Наконец отчалили, но тут что-то начало равномерно тарахтеть и постукивать у самого изголовья, сосед храпел все громче и забористее, набирая силу. Прохладнее не становилось — то ли каюта была расположена по подветренному борту, то ли вообще не было сегодня никакого ветра.
Сон в конце концов пришел, но ненадолго. Проснувшись среди ночи, Полунин послушал мощный храп соседа, непрекращающееся тарахтенье за переборкой и понял, что поспать не удастся. Посмотрев на часы — было около половины четвертого, — он оделся, вышел на палубу, отыскал скамейку посуше. Вокруг висел непроглядный туман, но суденышко уверенно, хотя и не спеша, ползло своим проторенным курсом, наискось пересекая устье Ла-Платы.

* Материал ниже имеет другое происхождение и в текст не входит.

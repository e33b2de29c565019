//! Append-only feedback ledger with accuracy statistics.
//!
//! Technicians judge each diagnostic answer as correct, incorrect or
//! unsure. The ledger stores those judgments in `<dir>/feedback.json` and
//! caches the derived [`AccuracyStats`] in `<dir>/stats.json`.
//!
//! `feedback.json` is the source of truth. Stats are recomputed from it on
//! open and after every insertion, so a stale or hand-edited `stats.json`
//! is simply overwritten. Both files are replaced atomically by writing a
//! temporary sibling and renaming it.
//!
//! All insertions go through one writer lock that covers id assignment,
//! persistence and stats recomputation, so ids are `1..=N` without gaps even
//! when the HTTP server accepts feedback concurrently.

use std::path::{Path, PathBuf};
use std::sync::Mutex;

use chrono::Utc;
use serde::Serialize;
use tracing::{debug, info};

use crate::error::LedgerError;
use crate::models::{AccuracyStats, ConfidenceTier, FeedbackRecord, Judgment};

/// Maximum stored length of a response, in characters.
pub const MAX_RESPONSE_CHARS: usize = 500;

/// Number of records included in [`FeedbackLedger::summary`].
pub const RECENT_LIMIT: usize = 10;

const FEEDBACK_FILE: &str = "feedback.json";
const STATS_FILE: &str = "stats.json";
const CSV_HEADER: &str = "id,timestamp,query,judgment,confidence_tier,notes";

/// Stats plus the most recent records.
#[derive(Debug, Clone, Serialize)]
pub struct LedgerSummary {
    pub stats: AccuracyStats,
    pub recent: Vec<FeedbackRecord>,
}

struct LedgerState {
    records: Vec<FeedbackRecord>,
    stats: AccuracyStats,
}

pub struct FeedbackLedger {
    feedback_path: PathBuf,
    stats_path: PathBuf,
    state: Mutex<LedgerState>,
}

impl FeedbackLedger {
    /// Open (or create) the ledger in `dir`.
    ///
    /// A missing directory or missing files are created. An existing
    /// `feedback.json` that does not parse is an error.
    pub fn open(dir: &Path) -> Result<Self, LedgerError> {
        std::fs::create_dir_all(dir).map_err(|source| LedgerError::Io {
            path: dir.to_path_buf(),
            source,
        })?;

        let feedback_path = dir.join(FEEDBACK_FILE);
        let stats_path = dir.join(STATS_FILE);

        let records = if feedback_path.exists() {
            read_records(&feedback_path)?
        } else {
            write_json(&feedback_path, &Vec::<FeedbackRecord>::new())?;
            Vec::new()
        };

        let stats = AccuracyStats::from_records(&records);
        write_json(&stats_path, &stats)?;

        info!(
            path = %feedback_path.display(),
            records = records.len(),
            accuracy = stats.accuracy,
            "opened feedback ledger"
        );

        Ok(Self {
            feedback_path,
            stats_path,
            state: Mutex::new(LedgerState { records, stats }),
        })
    }

    pub fn feedback_path(&self) -> &Path {
        &self.feedback_path
    }

    /// Append a judgment and return the stored record.
    ///
    /// If `feedback.json` cannot be written nothing is appended. A failure
    /// writing `stats.json` afterwards is reported but the record is kept,
    /// since the cache is rebuilt on the next open.
    pub fn add_feedback(
        &self,
        query: &str,
        response: &str,
        judgment: Judgment,
        confidence_tier: ConfidenceTier,
        notes: Option<&str>,
    ) -> Result<FeedbackRecord, LedgerError> {
        let mut state = self.state.lock().map_err(|_| LedgerError::Poisoned)?;

        let record = FeedbackRecord {
            id: state.records.len() as u64 + 1,
            timestamp: Utc::now(),
            query: query.to_string(),
            response: truncate_chars(response, MAX_RESPONSE_CHARS),
            judgment,
            confidence_tier,
            notes: notes.map(str::to_string).filter(|n| !n.is_empty()),
        };

        let mut records = state.records.clone();
        records.push(record.clone());
        write_json(&self.feedback_path, &records)?;

        let stats = AccuracyStats::from_records(&records);
        state.records = records;
        state.stats = stats.clone();
        write_json(&self.stats_path, &stats)?;

        debug!(id = record.id, judgment = %record.judgment, "feedback recorded");
        Ok(record)
    }

    pub fn get_stats(&self) -> Result<AccuracyStats, LedgerError> {
        let state = self.state.lock().map_err(|_| LedgerError::Poisoned)?;
        Ok(state.stats.clone())
    }

    /// Records newest first, optionally filtered by judgment and limited.
    pub fn get_feedback(
        &self,
        limit: Option<usize>,
        judgment: Option<Judgment>,
    ) -> Result<Vec<FeedbackRecord>, LedgerError> {
        let state = self.state.lock().map_err(|_| LedgerError::Poisoned)?;
        let mut records: Vec<FeedbackRecord> = state
            .records
            .iter()
            .filter(|r| judgment.map_or(true, |j| r.judgment == j))
            .cloned()
            .collect();
        records.sort_by(|a, b| b.timestamp.cmp(&a.timestamp).then(b.id.cmp(&a.id)));
        if let Some(limit) = limit {
            records.truncate(limit);
        }
        Ok(records)
    }

    pub fn summary(&self) -> Result<LedgerSummary, LedgerError> {
        Ok(LedgerSummary {
            stats: self.get_stats()?,
            recent: self.get_feedback(Some(RECENT_LIMIT), None)?,
        })
    }

    /// All records in insertion order as CSV with a header row.
    pub fn export_csv(&self) -> Result<String, LedgerError> {
        let state = self.state.lock().map_err(|_| LedgerError::Poisoned)?;
        let mut out = String::from(CSV_HEADER);
        out.push_str("\r\n");
        for r in &state.records {
            let fields = [
                r.id.to_string(),
                r.timestamp.to_rfc3339(),
                r.query.clone(),
                r.judgment.to_string(),
                r.confidence_tier.to_string(),
                r.notes.clone().unwrap_or_default(),
            ];
            let row: Vec<String> = fields.iter().map(|f| csv_field(f)).collect();
            out.push_str(&row.join(","));
            out.push_str("\r\n");
        }
        Ok(out)
    }
}

fn read_records(path: &Path) -> Result<Vec<FeedbackRecord>, LedgerError> {
    let content = std::fs::read_to_string(path).map_err(|source| LedgerError::Io {
        path: path.to_path_buf(),
        source,
    })?;
    if content.trim().is_empty() {
        return Ok(Vec::new());
    }
    serde_json::from_str(&content).map_err(|source| LedgerError::Corrupt {
        path: path.to_path_buf(),
        source,
    })
}

fn write_json<T: Serialize + ?Sized>(path: &Path, value: &T) -> Result<(), LedgerError> {
    let json = serde_json::to_string_pretty(value)?;
    let tmp = path.with_extension("json.tmp");
    std::fs::write(&tmp, json).map_err(|source| LedgerError::Io {
        path: tmp.clone(),
        source,
    })?;
    std::fs::rename(&tmp, path).map_err(|source| LedgerError::Io {
        path: path.to_path_buf(),
        source,
    })
}

fn truncate_chars(s: &str, max: usize) -> String {
    match s.char_indices().nth(max) {
        Some((idx, _)) => s[..idx].to_string(),
        None => s.to_string(),
    }
}

/// Quote a field when it contains a delimiter, quote or line break.
fn csv_field(field: &str) -> String {
    if field.contains([',', '"', '\n', '\r']) {
        format!("\"{}\"", field.replace('"', "\"\""))
    } else {
        field.to_string()
    }
}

Позевывая, он закурил и тут же бросил отсыревшую невкусную сигарету. Думать о делах не хотелось — что уж теперь думать, с Келли или вышло, или не вышло, теперь не переиграешь. Ладно, будущее покажет. Он пожалел, что не уговорил Дуняшу задержаться в Таларе еще хотя бы на денек-другой; в общем-то, с возвращением в Монтевидео можно было не спешить, парагвайские визы вряд ли уже пришли, а отчитаться в результатах поездки он успеет. Да и какие там результаты? Пока — никаких, пока можно лишь строить предположения…
А с другой стороны — что бы это дало, даже и пробудь они там вместе хоть неделю? Все так и осталось бы в том же дурацком взвешенном состоянии. Ни то ни се. Строго говоря, он должен был бы давно заставить ее начать развод, но… Ага, в том-то и дело, что сразу возникает «но». Куда ему, в самом деле, жениться? Женитьба предполагает какую-то определенность, оседлость. А что он может предложить — какую перспективу, какие планы на будущее?
Если задуматься, то, как ни парадоксально это выглядит, даже шалопай Ладушка, не умевший прокормить жену, больше подходил к роли мужа: в нем хоть была какая-то определенность, пусть с обратным знаком, в данном случае это несущественно. При всех своих недостатках, Ладушка вписывался в окружающее, составлял часть целого. Не лучшую, но все же часть. А вот он сам никуда не вписывался и никакой части не составляет. Что из того, что он смог бы быть кормильцем жены и детей? Как говорится, ведь не хлебом единым…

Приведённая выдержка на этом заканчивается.